Input data

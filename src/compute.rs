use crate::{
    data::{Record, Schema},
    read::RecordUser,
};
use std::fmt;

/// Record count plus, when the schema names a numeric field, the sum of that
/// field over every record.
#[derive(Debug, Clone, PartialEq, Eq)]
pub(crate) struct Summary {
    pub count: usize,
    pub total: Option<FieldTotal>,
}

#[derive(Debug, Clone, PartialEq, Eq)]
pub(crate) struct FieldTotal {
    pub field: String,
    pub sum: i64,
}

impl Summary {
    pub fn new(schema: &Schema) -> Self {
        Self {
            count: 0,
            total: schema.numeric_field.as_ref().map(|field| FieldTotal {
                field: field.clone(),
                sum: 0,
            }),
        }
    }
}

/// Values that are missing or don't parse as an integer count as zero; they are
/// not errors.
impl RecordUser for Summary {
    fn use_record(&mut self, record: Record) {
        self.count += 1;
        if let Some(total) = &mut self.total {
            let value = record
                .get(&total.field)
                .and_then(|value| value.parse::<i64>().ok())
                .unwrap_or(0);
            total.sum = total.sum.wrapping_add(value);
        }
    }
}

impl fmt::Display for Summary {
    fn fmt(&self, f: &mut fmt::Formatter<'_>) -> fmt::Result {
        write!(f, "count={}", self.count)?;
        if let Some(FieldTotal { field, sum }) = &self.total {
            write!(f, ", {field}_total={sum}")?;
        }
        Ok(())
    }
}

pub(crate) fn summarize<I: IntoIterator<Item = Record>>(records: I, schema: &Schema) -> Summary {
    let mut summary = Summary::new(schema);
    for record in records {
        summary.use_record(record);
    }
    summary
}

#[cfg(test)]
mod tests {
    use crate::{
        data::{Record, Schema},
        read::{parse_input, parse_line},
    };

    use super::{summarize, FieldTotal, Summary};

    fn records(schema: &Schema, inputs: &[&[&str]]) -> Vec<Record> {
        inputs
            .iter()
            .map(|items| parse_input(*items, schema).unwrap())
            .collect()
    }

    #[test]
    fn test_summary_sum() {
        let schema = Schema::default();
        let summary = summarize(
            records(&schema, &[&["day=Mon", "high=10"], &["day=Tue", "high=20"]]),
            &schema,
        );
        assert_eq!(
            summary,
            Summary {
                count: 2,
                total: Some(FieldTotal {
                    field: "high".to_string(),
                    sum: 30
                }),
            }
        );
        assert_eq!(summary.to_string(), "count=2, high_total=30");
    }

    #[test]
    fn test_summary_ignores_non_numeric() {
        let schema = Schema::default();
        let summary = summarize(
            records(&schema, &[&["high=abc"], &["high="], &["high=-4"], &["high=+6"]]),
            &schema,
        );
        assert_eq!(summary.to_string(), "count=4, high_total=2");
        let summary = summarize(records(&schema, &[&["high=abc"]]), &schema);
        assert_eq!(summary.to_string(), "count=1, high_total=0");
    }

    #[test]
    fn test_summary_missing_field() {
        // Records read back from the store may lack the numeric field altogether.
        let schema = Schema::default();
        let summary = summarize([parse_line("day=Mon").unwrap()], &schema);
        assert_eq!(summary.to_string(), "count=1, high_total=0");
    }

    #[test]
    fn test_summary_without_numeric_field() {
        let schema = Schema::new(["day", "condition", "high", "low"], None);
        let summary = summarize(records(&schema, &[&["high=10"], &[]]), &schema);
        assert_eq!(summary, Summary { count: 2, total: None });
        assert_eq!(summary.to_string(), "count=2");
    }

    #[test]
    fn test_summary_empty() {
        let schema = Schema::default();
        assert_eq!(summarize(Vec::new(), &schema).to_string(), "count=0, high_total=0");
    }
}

==

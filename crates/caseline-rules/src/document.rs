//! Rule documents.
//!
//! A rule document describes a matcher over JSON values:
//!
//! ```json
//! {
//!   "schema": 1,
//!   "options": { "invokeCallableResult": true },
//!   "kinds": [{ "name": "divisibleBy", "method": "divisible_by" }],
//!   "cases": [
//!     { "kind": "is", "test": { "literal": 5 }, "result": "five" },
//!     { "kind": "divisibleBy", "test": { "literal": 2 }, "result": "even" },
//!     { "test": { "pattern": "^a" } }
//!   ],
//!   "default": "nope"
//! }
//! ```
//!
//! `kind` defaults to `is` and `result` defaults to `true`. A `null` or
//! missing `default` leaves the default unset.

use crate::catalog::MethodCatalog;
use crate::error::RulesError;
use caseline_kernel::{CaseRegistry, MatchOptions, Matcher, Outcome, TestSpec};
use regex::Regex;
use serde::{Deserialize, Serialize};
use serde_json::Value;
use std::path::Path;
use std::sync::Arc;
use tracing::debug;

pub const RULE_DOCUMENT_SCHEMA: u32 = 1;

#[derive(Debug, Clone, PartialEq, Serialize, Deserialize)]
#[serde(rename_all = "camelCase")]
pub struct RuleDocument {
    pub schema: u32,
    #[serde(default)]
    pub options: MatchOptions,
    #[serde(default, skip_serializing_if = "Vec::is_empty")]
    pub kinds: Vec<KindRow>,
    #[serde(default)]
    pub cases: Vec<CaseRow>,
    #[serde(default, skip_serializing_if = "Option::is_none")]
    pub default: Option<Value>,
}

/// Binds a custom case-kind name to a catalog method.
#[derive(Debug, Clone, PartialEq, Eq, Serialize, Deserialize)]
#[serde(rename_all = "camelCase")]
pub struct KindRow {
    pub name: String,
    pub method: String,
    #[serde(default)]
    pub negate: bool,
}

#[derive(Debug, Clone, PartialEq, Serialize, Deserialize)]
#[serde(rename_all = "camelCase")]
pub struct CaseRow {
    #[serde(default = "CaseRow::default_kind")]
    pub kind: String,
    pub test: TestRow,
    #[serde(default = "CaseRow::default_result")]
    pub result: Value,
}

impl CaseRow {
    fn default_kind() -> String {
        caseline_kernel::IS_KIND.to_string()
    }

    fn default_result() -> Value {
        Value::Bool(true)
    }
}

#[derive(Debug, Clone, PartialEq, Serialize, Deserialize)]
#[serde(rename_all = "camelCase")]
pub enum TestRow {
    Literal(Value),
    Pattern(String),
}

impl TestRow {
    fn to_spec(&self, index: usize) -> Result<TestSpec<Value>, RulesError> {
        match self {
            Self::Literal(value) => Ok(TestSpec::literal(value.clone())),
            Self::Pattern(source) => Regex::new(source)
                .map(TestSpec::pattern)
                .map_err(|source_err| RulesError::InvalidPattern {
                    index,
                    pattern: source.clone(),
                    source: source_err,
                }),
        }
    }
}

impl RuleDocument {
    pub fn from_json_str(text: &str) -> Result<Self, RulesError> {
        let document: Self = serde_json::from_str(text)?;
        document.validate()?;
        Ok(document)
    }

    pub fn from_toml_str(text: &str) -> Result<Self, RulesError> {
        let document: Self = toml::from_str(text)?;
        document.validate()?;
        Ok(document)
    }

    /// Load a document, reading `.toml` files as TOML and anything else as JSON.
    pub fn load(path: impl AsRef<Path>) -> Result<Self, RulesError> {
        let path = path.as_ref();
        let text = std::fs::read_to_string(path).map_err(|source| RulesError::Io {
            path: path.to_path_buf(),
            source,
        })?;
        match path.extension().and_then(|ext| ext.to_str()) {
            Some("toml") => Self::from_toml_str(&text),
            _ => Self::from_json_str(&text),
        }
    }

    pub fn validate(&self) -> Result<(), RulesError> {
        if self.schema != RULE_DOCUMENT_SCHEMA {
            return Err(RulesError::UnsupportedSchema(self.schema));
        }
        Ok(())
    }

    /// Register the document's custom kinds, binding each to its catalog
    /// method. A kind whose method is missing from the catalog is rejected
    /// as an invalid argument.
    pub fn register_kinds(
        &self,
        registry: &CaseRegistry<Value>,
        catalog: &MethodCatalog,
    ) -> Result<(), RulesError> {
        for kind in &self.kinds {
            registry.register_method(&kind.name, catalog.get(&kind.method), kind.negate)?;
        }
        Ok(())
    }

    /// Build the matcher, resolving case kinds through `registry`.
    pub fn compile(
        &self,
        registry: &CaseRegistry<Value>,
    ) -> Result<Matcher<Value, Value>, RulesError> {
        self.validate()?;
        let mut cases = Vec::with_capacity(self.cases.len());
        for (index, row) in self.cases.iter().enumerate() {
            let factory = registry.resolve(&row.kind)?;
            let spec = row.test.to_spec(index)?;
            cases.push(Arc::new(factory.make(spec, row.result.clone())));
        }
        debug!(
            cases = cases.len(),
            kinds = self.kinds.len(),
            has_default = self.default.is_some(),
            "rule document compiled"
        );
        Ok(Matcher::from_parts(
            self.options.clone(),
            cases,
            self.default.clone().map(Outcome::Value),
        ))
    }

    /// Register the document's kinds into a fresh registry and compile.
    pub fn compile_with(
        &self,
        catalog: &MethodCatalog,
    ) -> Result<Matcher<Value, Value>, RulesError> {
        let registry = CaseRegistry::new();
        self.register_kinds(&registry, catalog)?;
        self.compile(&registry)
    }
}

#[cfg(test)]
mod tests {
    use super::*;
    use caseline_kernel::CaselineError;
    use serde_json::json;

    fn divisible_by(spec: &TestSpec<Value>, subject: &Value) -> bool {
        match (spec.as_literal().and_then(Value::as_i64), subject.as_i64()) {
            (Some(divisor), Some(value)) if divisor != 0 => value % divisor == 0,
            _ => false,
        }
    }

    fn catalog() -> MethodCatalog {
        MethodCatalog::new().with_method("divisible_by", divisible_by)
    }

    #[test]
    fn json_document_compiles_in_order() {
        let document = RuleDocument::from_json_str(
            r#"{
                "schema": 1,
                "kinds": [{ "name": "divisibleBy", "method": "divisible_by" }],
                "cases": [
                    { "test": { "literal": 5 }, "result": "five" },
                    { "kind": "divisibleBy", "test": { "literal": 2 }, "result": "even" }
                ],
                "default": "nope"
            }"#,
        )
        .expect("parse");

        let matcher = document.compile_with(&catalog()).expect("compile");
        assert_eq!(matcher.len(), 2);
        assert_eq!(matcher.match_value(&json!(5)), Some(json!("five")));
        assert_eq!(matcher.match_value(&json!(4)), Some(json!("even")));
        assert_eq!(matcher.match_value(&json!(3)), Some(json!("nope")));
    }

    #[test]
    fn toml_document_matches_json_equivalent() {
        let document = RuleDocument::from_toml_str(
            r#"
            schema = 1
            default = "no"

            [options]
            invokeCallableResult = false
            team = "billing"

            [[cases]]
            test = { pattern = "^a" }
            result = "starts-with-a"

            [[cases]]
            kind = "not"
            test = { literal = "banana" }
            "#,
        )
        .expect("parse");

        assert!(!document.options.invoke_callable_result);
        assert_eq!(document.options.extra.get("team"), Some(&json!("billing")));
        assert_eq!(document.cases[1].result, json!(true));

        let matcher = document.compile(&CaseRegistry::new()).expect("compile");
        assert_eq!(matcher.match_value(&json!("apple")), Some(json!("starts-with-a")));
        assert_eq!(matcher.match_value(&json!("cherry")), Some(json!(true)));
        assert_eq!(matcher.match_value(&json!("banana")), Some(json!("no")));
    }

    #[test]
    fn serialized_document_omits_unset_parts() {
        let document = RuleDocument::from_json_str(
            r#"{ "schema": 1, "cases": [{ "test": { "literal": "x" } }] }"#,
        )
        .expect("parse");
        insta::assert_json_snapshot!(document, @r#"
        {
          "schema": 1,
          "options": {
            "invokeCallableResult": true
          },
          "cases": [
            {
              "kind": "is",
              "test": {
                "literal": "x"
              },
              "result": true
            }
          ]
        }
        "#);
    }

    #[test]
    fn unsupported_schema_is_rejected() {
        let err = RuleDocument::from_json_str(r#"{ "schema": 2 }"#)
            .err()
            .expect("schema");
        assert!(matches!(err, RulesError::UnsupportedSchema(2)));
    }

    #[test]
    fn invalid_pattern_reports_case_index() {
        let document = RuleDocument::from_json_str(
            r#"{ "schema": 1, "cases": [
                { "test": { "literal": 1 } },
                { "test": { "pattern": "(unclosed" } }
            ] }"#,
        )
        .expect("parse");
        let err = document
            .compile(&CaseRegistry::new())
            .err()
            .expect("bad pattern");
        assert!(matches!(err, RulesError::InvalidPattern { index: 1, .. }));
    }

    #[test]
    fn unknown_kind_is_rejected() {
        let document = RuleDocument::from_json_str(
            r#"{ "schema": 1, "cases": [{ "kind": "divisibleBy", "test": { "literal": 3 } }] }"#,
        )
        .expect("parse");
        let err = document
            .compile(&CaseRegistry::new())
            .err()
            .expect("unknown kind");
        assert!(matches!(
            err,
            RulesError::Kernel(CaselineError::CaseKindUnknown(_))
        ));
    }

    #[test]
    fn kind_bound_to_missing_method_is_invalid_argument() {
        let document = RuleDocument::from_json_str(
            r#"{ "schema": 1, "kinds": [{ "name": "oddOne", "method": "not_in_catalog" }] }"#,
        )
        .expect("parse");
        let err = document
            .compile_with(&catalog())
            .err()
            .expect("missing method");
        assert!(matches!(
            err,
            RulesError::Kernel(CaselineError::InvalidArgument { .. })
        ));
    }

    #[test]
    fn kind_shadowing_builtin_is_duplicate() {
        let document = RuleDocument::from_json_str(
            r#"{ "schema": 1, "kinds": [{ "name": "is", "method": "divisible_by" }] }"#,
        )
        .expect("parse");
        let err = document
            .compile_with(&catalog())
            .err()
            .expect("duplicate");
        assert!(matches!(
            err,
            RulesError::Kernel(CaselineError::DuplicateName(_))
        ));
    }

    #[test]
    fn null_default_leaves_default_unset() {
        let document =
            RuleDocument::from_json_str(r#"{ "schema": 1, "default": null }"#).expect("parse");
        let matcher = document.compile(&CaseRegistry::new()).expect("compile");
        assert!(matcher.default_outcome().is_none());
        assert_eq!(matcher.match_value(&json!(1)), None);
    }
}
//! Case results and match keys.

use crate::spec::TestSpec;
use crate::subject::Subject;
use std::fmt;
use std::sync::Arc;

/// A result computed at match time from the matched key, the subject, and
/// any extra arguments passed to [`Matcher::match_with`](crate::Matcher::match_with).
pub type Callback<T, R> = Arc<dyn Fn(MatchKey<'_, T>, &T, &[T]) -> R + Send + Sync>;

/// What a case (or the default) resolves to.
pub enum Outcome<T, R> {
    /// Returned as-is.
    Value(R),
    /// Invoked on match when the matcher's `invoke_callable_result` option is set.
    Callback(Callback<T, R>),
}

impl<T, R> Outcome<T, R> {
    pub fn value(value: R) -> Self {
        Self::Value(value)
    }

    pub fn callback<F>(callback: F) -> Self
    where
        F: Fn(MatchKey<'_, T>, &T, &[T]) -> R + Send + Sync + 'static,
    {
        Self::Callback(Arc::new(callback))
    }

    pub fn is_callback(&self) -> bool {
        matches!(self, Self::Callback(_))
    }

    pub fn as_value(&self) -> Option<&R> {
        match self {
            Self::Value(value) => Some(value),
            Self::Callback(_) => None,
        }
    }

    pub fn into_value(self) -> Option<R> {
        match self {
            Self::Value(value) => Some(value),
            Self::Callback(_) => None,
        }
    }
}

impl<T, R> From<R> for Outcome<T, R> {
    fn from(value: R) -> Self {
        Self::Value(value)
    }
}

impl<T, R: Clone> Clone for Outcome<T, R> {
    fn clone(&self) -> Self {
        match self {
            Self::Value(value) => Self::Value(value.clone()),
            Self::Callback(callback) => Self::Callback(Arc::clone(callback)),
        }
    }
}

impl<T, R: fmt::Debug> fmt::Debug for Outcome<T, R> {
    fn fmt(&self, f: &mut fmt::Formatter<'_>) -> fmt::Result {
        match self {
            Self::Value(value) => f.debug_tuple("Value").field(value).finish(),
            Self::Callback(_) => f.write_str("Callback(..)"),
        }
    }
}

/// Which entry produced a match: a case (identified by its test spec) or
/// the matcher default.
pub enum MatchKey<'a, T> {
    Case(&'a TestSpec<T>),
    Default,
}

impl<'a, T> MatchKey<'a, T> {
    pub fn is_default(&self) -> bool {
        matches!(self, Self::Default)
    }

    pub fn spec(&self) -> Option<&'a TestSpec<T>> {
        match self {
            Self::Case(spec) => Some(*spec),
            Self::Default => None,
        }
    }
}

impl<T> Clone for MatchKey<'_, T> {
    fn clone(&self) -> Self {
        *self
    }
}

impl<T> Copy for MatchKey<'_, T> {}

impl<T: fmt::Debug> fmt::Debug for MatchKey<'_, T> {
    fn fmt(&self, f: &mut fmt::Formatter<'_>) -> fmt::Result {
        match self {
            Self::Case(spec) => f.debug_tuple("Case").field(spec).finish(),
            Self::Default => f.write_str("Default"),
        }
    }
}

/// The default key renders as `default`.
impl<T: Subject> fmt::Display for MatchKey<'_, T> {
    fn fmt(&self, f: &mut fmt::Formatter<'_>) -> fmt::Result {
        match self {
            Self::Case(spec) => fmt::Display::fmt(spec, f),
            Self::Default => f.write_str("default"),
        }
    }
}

What the task asks
Copy the lines of the data above exactly as written, beginning with the line containing "to its catalog" and ending with the line containing "for kind in", and leave out all other lines.

Task result
    /// Register the document's custom kinds, binding each to its catalog
    /// method. A kind whose method is missing from the catalog is rejected
    /// as an invalid argument.
    pub fn register_kinds(
        &self,
        registry: &CaseRegistry<Value>,
        catalog: &MethodCatalog,
    ) -> Result<(), RulesError> {
        for kind in &self.kinds {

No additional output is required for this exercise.